Monday, July 31, 2006

life is not always beautiful

i'm so damn pissed with myself... why am i allowing them to hinder me from doing the things that i want?!?!? putang takte!!!! nawibwisit na ako sa buhay ko!!!

i'm back to ranting... i used to rant because of so many things that I have to do and think about... now i'm pissed because of boredom and because I can't do what I want!!! Putang ina! kanino bang buhay to?! Buhay ko to?! Bakit ba kasi ang daming pakialamero sa mundo?!!! I'm an adult for crying out loud!!! why can't I just do the things I want and to hell with the people around me? Why can't they just support me in the things that I want to do instead of pushing me on doing things that they thinks is best for me? why?

AmI not allowed to make my own mistakes and learn from them?! Am I not allowed to start from the bottom and climb up from there? DO I always have to start from where they choose I start?! Do I always have to do what they're telling me to do? Why can't I just do what I want!??!?!?!?! Shit! I so hate myself right now!

I've always been for doing what you want and damn those who look down on you and think they're better than you because of the choices you made... Yeah sure I do sometimes succumb to the temptation of looking down on people... But I don't necessarily tell them to do this and do that because that would be better for them... I SUGGEST the possible things that they can do to better their lives or whatever... but I never interfere with their lives... Buhay nila yon, they make their own choices and they make their lives... They'll be the one living with the consequences of whatever it is they chose to do... NOT me...

So why aren't these people NOT leaving me alonE!!!! I know my own mind... although I may not know what I exactly want sometimes, I KNOW WHAT I DON'T WANT TO DO!

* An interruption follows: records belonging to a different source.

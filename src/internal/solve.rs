// SPDX-License-Identifier: MPL-2.0

//! The finite-domain search engine.
//!
//! Propagation is value elimination run to fixpoint over a queue of changed
//! variables with duplicate suppression: pinning a variable intersects every
//! dependency target with the matching table row, and any variable losing
//! values triggers a support re-check of the ranks whose tables mention it.
//!
//! Search is depth-first branch-and-bound. Variables branch in their fixed
//! problem order (top-level first, then discovery order) and values are
//! tried newest first with `ABSENT` last, so the first solution found is
//! already good; the search then keeps going, pruning with an optimistic
//! bound, until the lexicographically best assignment is proven:
//! top-level version deficits first, then the number of induced packages
//! present, then induced version deficits. Identical inputs always explore
//! the identical tree, so results are deterministic.

use std::collections::VecDeque;
use std::time::{Duration, Instant};

use log::{debug, trace};

use crate::internal::domain::{Change, DomainStore, ABSENT};
use crate::internal::problem::Problem;

/// The solve ran out of time or backtracks. Says nothing about feasibility.
#[derive(Debug, Clone, Copy, PartialEq, Eq)]
pub(crate) struct BudgetExhausted;

/// Cooperative resource budget, checked at every backtrack and at fixpoint
/// boundaries.
#[derive(Debug, Clone)]
pub(crate) struct Budget {
    deadline: Option<Instant>,
    max_backtracks: Option<u64>,
    backtracks: u64,
}

impl Budget {
    pub(crate) fn new(timeout_ms: Option<u32>, max_backtracks: Option<u64>) -> Self {
        Self {
            deadline: timeout_ms.map(|ms| Instant::now() + Duration::from_millis(u64::from(ms))),
            max_backtracks,
            backtracks: 0,
        }
    }

    pub(crate) fn unlimited() -> Self {
        Self::new(None, None)
    }

    pub(crate) fn check(&self) -> Result<(), BudgetExhausted> {
        match self.deadline {
            Some(deadline) if Instant::now() >= deadline => Err(BudgetExhausted),
            _ => Ok(()),
        }
    }

    fn note_backtrack(&mut self) -> Result<(), BudgetExhausted> {
        self.backtracks += 1;
        if self.max_backtracks.is_some_and(|max| self.backtracks > max) {
            return Err(BudgetExhausted);
        }
        self.check()
    }
}

/// Result of a search.
pub(crate) enum Outcome {
    /// The encoded value chosen for every variable, in variable order.
    Sat(Vec<usize>),
    /// No assignment satisfies the problem.
    Unsat,
}

/// One search over a compiled [Problem]. The solver owns all transient
/// state; the problem and graph are only read.
pub(crate) struct Solver<'p, 'g> {
    problem: &'p Problem<'g>,
    store: DomainStore,
    queue: VecDeque<u32>,
    queued: Vec<bool>,
    /// Per-variable count of domain wipe-outs, kept for diagnosis.
    pub(crate) wipeouts: Vec<u64>,
}

impl<'p, 'g> Solver<'p, 'g> {
    pub(crate) fn new(problem: &'p Problem<'g>) -> Self {
        let var_count = problem.var_count();
        Self {
            problem,
            store: DomainStore::new(problem.initial.clone()),
            queue: VecDeque::with_capacity(var_count),
            queued: vec![false; var_count],
            wipeouts: vec![0; var_count],
        }
    }

    /// Runs the search. With `stop_at_first` the solver returns the first
    /// feasible assignment found (diagnosis probes only need feasibility);
    /// otherwise it proves the lexicographically best one.
    pub(crate) fn solve(
        &mut self,
        budget: &mut Budget,
        stop_at_first: bool,
    ) -> Result<Outcome, BudgetExhausted> {
        // A domain can be empty straight out of the builder, e.g. when two
        // top-level constraints on one package are disjoint.
        for var in 0..self.store.var_count() as u32 {
            if self.store.domain(var).is_empty() {
                self.wipeouts[var as usize] += 1;
                return Ok(Outcome::Unsat);
            }
        }

        for var in 0..self.store.var_count() as u32 {
            self.enqueue(var);
        }
        if self.propagate().is_err() {
            return Ok(Outcome::Unsat);
        }
        budget.check()?;

        let mut best: Option<(Vec<u64>, Vec<usize>)> = None;
        self.dfs(budget, stop_at_first, &mut best)?;
        Ok(match best {
            Some((cost, values)) => {
                debug!("optimal cost {cost:?}");
                Outcome::Sat(values)
            }
            None => Outcome::Unsat,
        })
    }

    fn dfs(
        &mut self,
        budget: &mut Budget,
        stop_at_first: bool,
        best: &mut Option<(Vec<u64>, Vec<usize>)>,
    ) -> Result<bool, BudgetExhausted> {
        budget.check()?;
        if let Some((best_cost, _)) = best.as_ref() {
            // Every completion of this node costs at least the optimistic
            // bound, so an incumbent at or below it closes the branch.
            if &self.bound() >= best_cost {
                return Ok(false);
            }
        }

        let branch_var = (0..self.store.var_count() as u32)
            .find(|&var| self.store.domain(var).len() > 1);
        let var = match branch_var {
            None => {
                let cost = self.bound();
                let values: Vec<usize> = (0..self.store.var_count() as u32)
                    .map(|var| {
                        self.store
                            .domain(var)
                            .single()
                            .expect("complete assignment must be all singletons")
                    })
                    .collect();
                trace!("feasible assignment with cost {cost:?}");
                if best.as_ref().is_none_or(|(best_cost, _)| &cost < best_cost) {
                    *best = Some((cost, values));
                }
                return Ok(stop_at_first);
            }
            Some(var) => var,
        };

        let mut values: Vec<usize> = self.store.domain(var).iter().collect();
        // Newest first; ABSENT encodes as 0 and so lands last on its own.
        values.sort_unstable_by(|a, b| b.cmp(a));
        for value in values {
            self.store.push_level();
            self.store.pin(var, value);
            self.enqueue(var);
            let feasible = self.propagate().is_ok();
            let stop = if feasible {
                self.dfs(budget, stop_at_first, best)?
            } else {
                false
            };
            self.store.pop_level();
            trace!(
                "backtrack on {} from value {value}",
                self.package_name(var)
            );
            budget.note_backtrack()?;
            if stop {
                return Ok(true);
            }
        }
        Ok(false)
    }

    fn enqueue(&mut self, var: u32) {
        if !self.queued[var as usize] {
            self.queued[var as usize] = true;
            self.queue.push_back(var);
        }
    }

    /// Runs value elimination to fixpoint. On a wipe-out the conflicting
    /// variable is recorded and the queue is drained.
    fn propagate(&mut self) -> Result<(), u32> {
        let problem = self.problem;
        while let Some(var) = self.queue.pop_front() {
            self.queued[var as usize] = false;

            // A pinned version forces every dependency target into the
            // matching table row.
            if let Some(value) = self.store.domain(var).single() {
                if value != ABSENT {
                    for edge in &problem.deps[var as usize][value - 1] {
                        match self.store.intersect(edge.target, &edge.allowed) {
                            Change::Emptied => return Err(self.conflict(edge.target)),
                            Change::Narrowed => self.enqueue(edge.target),
                            Change::Unchanged => {}
                        }
                    }
                }
            }

            // Ranks whose tables mention this variable may have lost their
            // support.
            for &(owner, rank) in &problem.watchers[var as usize] {
                let value = rank as usize + 1;
                if !self.store.domain(owner).contains(value) {
                    continue;
                }
                let supported = problem.deps[owner as usize][rank as usize]
                    .iter()
                    .all(|edge| edge.allowed.intersects(self.store.domain(edge.target)));
                if !supported {
                    match self.store.remove(owner, value) {
                        Change::Emptied => return Err(self.conflict(owner)),
                        Change::Narrowed => self.enqueue(owner),
                        Change::Unchanged => {}
                    }
                }
            }
        }
        Ok(())
    }

    fn conflict(&mut self, var: u32) -> u32 {
        debug!("domain wipe-out on {}", self.package_name(var));
        self.wipeouts[var as usize] += 1;
        while let Some(queued_var) = self.queue.pop_front() {
            self.queued[queued_var as usize] = false;
        }
        var
    }

    fn package_name(&self, var: u32) -> &str {
        self.problem
            .graph
            .name(self.problem.vars[var as usize].package)
    }

    /// Optimistic lexicographic cost of any completion of the current
    /// domains; exact once every domain is a singleton. Components:
    /// top-level version deficits in variable order, then the number of
    /// induced variables that cannot be `ABSENT`, then induced deficits.
    fn bound(&self) -> Vec<u64> {
        let var_count = self.store.var_count();
        let top_count = self.problem.top_count;
        let mut cost = Vec::with_capacity(var_count + 1);
        for var in 0..top_count {
            let newest = self
                .store
                .domain(var as u32)
                .max()
                .expect("bound on an emptied domain") as u64;
            cost.push(self.problem.max_value(var) as u64 - newest);
        }
        let present = (top_count..var_count)
            .filter(|&var| !self.store.domain(var as u32).contains(ABSENT))
            .count() as u64;
        cost.push(present);
        for var in top_count..var_count {
            let domain = self.store.domain(var as u32);
            if domain.contains(ABSENT) {
                cost.push(0);
            } else {
                let newest = domain.max().expect("bound on an emptied domain") as u64;
                cost.push(self.problem.max_value(var) as u64 - newest);
            }
        }
        cost
    }
}

// TESTS #######################################################################
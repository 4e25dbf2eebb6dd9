//! Error taxonomy shared by the Format Runner and the JWT stack.
//!
//! Mirrors `brrtrouter`'s `middleware::cors::CorsConfigError`'s hand-written `Display`/
//! `Error` pattern rather than pulling in `thiserror`: callers that need to match on a kind
//! get a plain enum, and everything else travels as `anyhow::Error`.

use std::fmt;

/// Abstract error kind from the taxonomy.
#[derive(Debug, Clone, Copy, PartialEq, Eq)]
pub enum ErrorKind {
    /// Construction-time: unknown operation type, missing required option, option out of range.
    ConfigInvalid,
    /// Per-operation `Validate` step failed.
    ValidationFailed,
    /// Required input source not present (e.g. filesystem requested but not attached).
    InputUnavailable,
    /// Serialization/encoding/decompression failed on malformed input.
    ParseFailed,
    /// Overall runner deadline, per-operation deadline, or JWKS fetch exceeded.
    Timeout,
    /// The runner was closed.
    Stopped,
    /// Token absent, malformed, expired, wrong issuer/audience, unknown kid, disallowed
    /// algorithm, or missing required claim.
    AuthFailed,
    /// Unexpected failure (e.g. a marshaller failed on its own output).
    Internal,
}

impl fmt::Display for ErrorKind {
    fn fmt(&self, f: &mut fmt::Formatter<'_>) -> fmt::Result {
        let s = match self {
            ErrorKind::ConfigInvalid => "config invalid",
            ErrorKind::ValidationFailed => "validation failed",
            ErrorKind::InputUnavailable => "input unavailable",
            ErrorKind::ParseFailed => "parse failed",
            ErrorKind::Timeout => "timeout",
            ErrorKind::Stopped => "stopped",
            ErrorKind::AuthFailed => "auth failed",
            ErrorKind::Internal => "internal",
        };
        f.write_str(s)
    }
}

/// A structured runner error: kind, the offending component, an optional operation index,
/// and a human-readable cause. `Display` renders exactly the triple the spec requires —
/// component, index, and underlying cause — with no stack trace leaking across the boundary.
#[derive(Debug)]
pub struct RunnerError {
    pub kind: ErrorKind,
    pub component: &'static str,
    pub index: Option<usize>,
    pub message: String,
    source: Option<Box<dyn std::error::Error + Send + Sync + 'static>>,
}

impl RunnerError {
    pub fn new(kind: ErrorKind, component: &'static str, message: impl Into<String>) -> Self {
        RunnerError {
            kind,
            component,
            index: None,
            message: message.into(),
            source: None,
        }
    }

    pub fn with_index(mut self, index: usize) -> Self {
        self.index = Some(index);
        self
    }

    pub fn with_source(
        mut self,
        source: impl std::error::Error + Send + Sync + 'static,
    ) -> Self {
        self.source = Some(Box::new(source));
        self
    }

    pub fn config_invalid(component: &'static str, message: impl Into<String>) -> Self {
        Self::new(ErrorKind::ConfigInvalid, component, message)
    }

    pub fn validation_failed(component: &'static str, message: impl Into<String>) -> Self {
        Self::new(ErrorKind::ValidationFailed, component, message)
    }

    pub fn input_unavailable(component: &'static str, message: impl Into<String>) -> Self {
        Self::new(ErrorKind::InputUnavailable, component, message)
    }

    pub fn parse_failed(component: &'static str, message: impl Into<String>) -> Self {
        Self::new(ErrorKind::ParseFailed, component, message)
    }

    pub fn timeout(component: &'static str, message: impl Into<String>) -> Self {
        Self::new(ErrorKind::Timeout, component, message)
    }

    pub fn stopped(component: &'static str) -> Self {
        Self::new(ErrorKind::Stopped, component, format!("{component} stopped"))
    }

    pub fn auth_failed(component: &'static str, message: impl Into<String>) -> Self {
        Self::new(ErrorKind::AuthFailed, component, message)
    }

    pub fn internal(component: &'static str, message: impl Into<String>) -> Self {
        Self::new(ErrorKind::Internal, component, message)
    }
}

impl fmt::Display for RunnerError {
    fn fmt(&self, f: &mut fmt::Formatter<'_>) -> fmt::Result {
        match self.index {
            Some(idx) => write!(
                f,
                "{} [{}] operation {}: {}",
                self.component, self.kind, idx, self.message
            ),
            None => write!(f, "{} [{}]: {}", self.component, self.kind, self.message),
        }
    }
}

impl std::error::Error for RunnerError {
    fn source(&self) -> Option<&(dyn std::error::Error + 'static)> {
        self.source.as_deref().map(|e| e as _)
    }
}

A day, a week, a month, or a year from now... I might think differently from what I feel and wrote today... but as of now... that's what I think and feel...

2 comments:

Anonymous said...

hello po, sino to:

ANOTHER BLOG!!!
hahahaha! shit! another site where I can write my thoughts... I dunno if I can manage all the blogs that I'm keeping currently... Right now, I have 3 blogs excluding this journal, but I'm writing mostly on the 2 others. Sorry ain't giving you the URLs... hehehe it's for you to find out! (if you're that LUCKY! hehehe) The other one is simply another network site where I thought i should write something.. which I did... hehehe so far, I only had 2 posts in that journal... what the hell... this is my life... I decide if I would update all my blogs or not! o well that's all for now... I should be making my group's presentation for thursday! not writing useless posts like this!

fine! that's it for now... update you when something new comes up... like, if I have a new blog site or something... hehehe....

NAOMI said...

ah ako yan... eh ikaw? sino ka?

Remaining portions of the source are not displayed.